Isolating difficult data samples? Comet can do that. Learn more with our PetCam scenario and discover Comet Artifacts.
Numeric variables are blessed with metrics like correlation which represents whether two quantities are related (positively or negatively) or unrelated.
plt.figure(figsize=(35,20))
plt.title("Correlation Heat Map")
fig = sns.heatmap(train.corr(), annot=True)
experiment.log_figure(figure_name = "Correlation Heat Map", figure=fig.figure, overwrite=False)
A heatmap is a common way to represent correlations and uses the correlation matrix function (.corr()) from the Pandas library. The above heatmap is a bit overwhelming because of the number of variables.
Let’s narrow our search to highly correlated variables.
cols = list(train.corr().nlargest(5, 'SalePrice')['SalePrice'].index) + list(train.corr().nsmallest(5, 'SalePrice')['SalePrice'].index)
plt.figure(figsize=(15,10))
plt.title("Top 5 highly correlated variables - Correlation Heat Map")
fig = sns.heatmap(train[cols].corr(), annot=True)
experiment.log_figure(figure_name = "Top 5 highly correlated variables - Correlation Heat Map", figure=fig.figure, overwrite=False)
Pick the top five positively and negatively correlated variables by calling the nlargest() and nsmallest() function respectively on the correlation matrix.
Overall Quality and Ground Living Area are highly correlated to the price of the house.
You can also identify the relationship between independent variables in a single shot using the pair plot. The diagonal in a pair plot shows a histogram whereas the rest of the cells represent scatterplots.
cols = ['SalePrice', 'OverallQual', 'GrLivArea', 'GarageCars', 'TotalBsmtSF', 'FullBath', 'YearBuilt']
plt.figure(figsize=(15,10))
fig = sns.pairplot(train[cols])
plt.title("Pairplot distribution and Scatterplots")
experiment.log_figure(figure_name = "Pairplot distribution and Scatterplots", figure=fig.figure, overwrite=False)
Apart from the earlier identified relationships, GrLivArea and TotalBsmtSF have a weak positive relationship and something worth investigating further during modeling.
It’s important to identify and treat missing values while building an ML solution. You would not want your solution to be dependent on variables with high missing values as it could lead to poor predictions in production.
total = train.isnull().sum().sort_values(ascending=False)

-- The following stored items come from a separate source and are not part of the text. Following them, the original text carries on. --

//! Brownian-motion reconstruction of continuous traits.
//!
//! Ancestral values are the generalized-least-squares expectations given all
//! tips, computed with a two-pass algorithm: a post-order pass combines each
//! node's children by inverse-variance weighting (the independent-contrasts
//! recursion), then a pre-order pass folds in the information from outside
//! each subtree. The rate σ² is the REML estimate, i.e. the mean squared
//! standardized contrast. The fit is closed-form, so repeated runs on the
//! same input are bit-identical.

use ndarray::{Array2, ArrayView1};

use crate::error::Result;
use crate::matrix::{check_rows, finite_values};
use crate::tree::Tree;

/// Variance floor so zero-length branches act as (near) exact observations.
const MIN_VARIANCE: f64 = 1e-12;

/// Two-sided 95% standard-normal quantile.
const Z_975: f64 = 1.959_963_984_540_054;

/// Fitted Brownian-motion reconstruction for one trait column.
#[derive(Clone, Debug)]
pub struct ContinuousFit {
    /// Estimate per internal node, in internal node order.
    pub ancestral: Vec<f64>,
    /// Tip values followed by `ancestral`.
    pub tip_and_node: Vec<f64>,
    /// REML estimate of the Brownian rate.
    pub sigma2: f64,
    /// 95% interval per internal node: columns are (lower, upper).
    pub ci95: Array2<f64>,
}

/// Inverse-variance combination of (mean, variance) estimates.
fn combine(estimates: impl Iterator<Item = (f64, f64)>) -> (f64, f64) {
    let mut weight_sum = 0.0;
    let mut weighted = 0.0;
    for (mean, var) in estimates {
        let w = 1.0 / var.max(MIN_VARIANCE);
        weight_sum += w;
        weighted += w * mean;
    }
    (weighted / weight_sum, 1.0 / weight_sum)
}

/// Reconstruct a continuous trait at every internal node.
///
/// # Arguments
/// * `tree` - Validated rooted tree
/// * `values` - One finite value per tip, in tip order
pub fn reconstruct_continuous(tree: &Tree, values: ArrayView1<'_, f64>) -> Result<ContinuousFit> {
    check_rows(tree, "continuous trait", values.len())?;
    let tips = finite_values(values)?;

    let n_nodes = tree.n_nodes();
    let n_tips = tree.n_tips();

    // Subtree-only estimate at each node (mean, variance at the node).
    let mut down_mean = vec![0.0; n_nodes];
    let mut down_var = vec![0.0; n_nodes];
    down_mean[..n_tips].copy_from_slice(&tips);

    let mut contrast_ss = 0.0;
    for &node in tree.post_order() {
        if tree.is_tip(node) {
            continue;
        }
        let kids = tree.children(node);
        let (mean, var) = combine(
            kids.iter()
                .map(|&c| (down_mean[c], down_var[c] + tree.branch_length(c))),
        );
        for &c in kids {
            let v = (down_var[c] + tree.branch_length(c)).max(MIN_VARIANCE);
            contrast_ss += (down_mean[c] - mean).powi(2) / v;
        }
        down_mean[node] = mean;
        down_var[node] = var;
    }

    // Estimate of each node from tips outside its subtree, variance measured
    // at the node itself (includes the branch above it).
    let mut out: Vec<Option<(f64, f64)>> = vec![None; n_nodes];
    for node in tree.pre_order() {
        let kids = tree.children(node);
        for &c in kids {
            let siblings = kids
                .iter()
                .filter(|&&s| s != c)
                .map(|&s| (down_mean[s], down_var[s] + tree.branch_length(s)));
            let (mean, var) = combine(siblings.chain(out[node]));
            out[c] = Some((mean, var + tree.branch_length(c)));
        }
    }

    let sigma2 = contrast_ss / (n_tips - 1) as f64;

    let n_internal = tree.n_internal();
    let mut ancestral = Vec::with_capacity(n_internal);
    let mut ci95 = Array2::<f64>::zeros((n_internal, 2));
    for (i, node) in (n_tips..n_nodes).enumerate() {
        let subtree = (down_mean[node], down_var[node]);
        let (mean, var) = combine(std::iter::once(subtree).chain(out[node]));
        let half_width = Z_975 * (sigma2 * var).sqrt();
        ci95[[i, 0]] = mean - half_width;
        ci95[[i, 1]] = mean + half_width;
        ancestral.push(mean);
    }

    let mut tip_and_node = tips;
    tip_and_node.extend_from_slice(&ancestral);

    Ok(ContinuousFit {
        ancestral,
        tip_and_node,
        sigma2,
        ci95,
    })
}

percent = (train.isnull().sum()/train.isnull().count()).sort_values(ascending=False)
missing_data = pd.concat([total, percent], axis=1, keys=['Total', 'Percent'])
missing_data.head(20)
The above code identifies variables with one or more missing values and the below code removes the columns with missing values.
train = train.drop((missing_data[missing_data['Total'] >= 1]).index,1)
train.isnull().sum().max()
The output of the above code is zero, as expected.
Go to your Comet experiment link and click on the Graphics tab. Here you would find all your plots in one place.
Beautiful! Isn’t it?
You can use these charts and plots seamlessly across your reports.
Note: Don’t forget to call experiment.end() when using a Jupyter Notebook.
In this post, you learned the importance of Exploratory Data Analysis along with a sneak peek into using Comet to log visualizations seamlessly across projects and teams. You analyzed the housing price data in relation to various exogenous variables like area, locality, and other facilities. You learned to choose plots for univariate, bivariate, and multivariate analysis along with an introduction to the Seaborn package.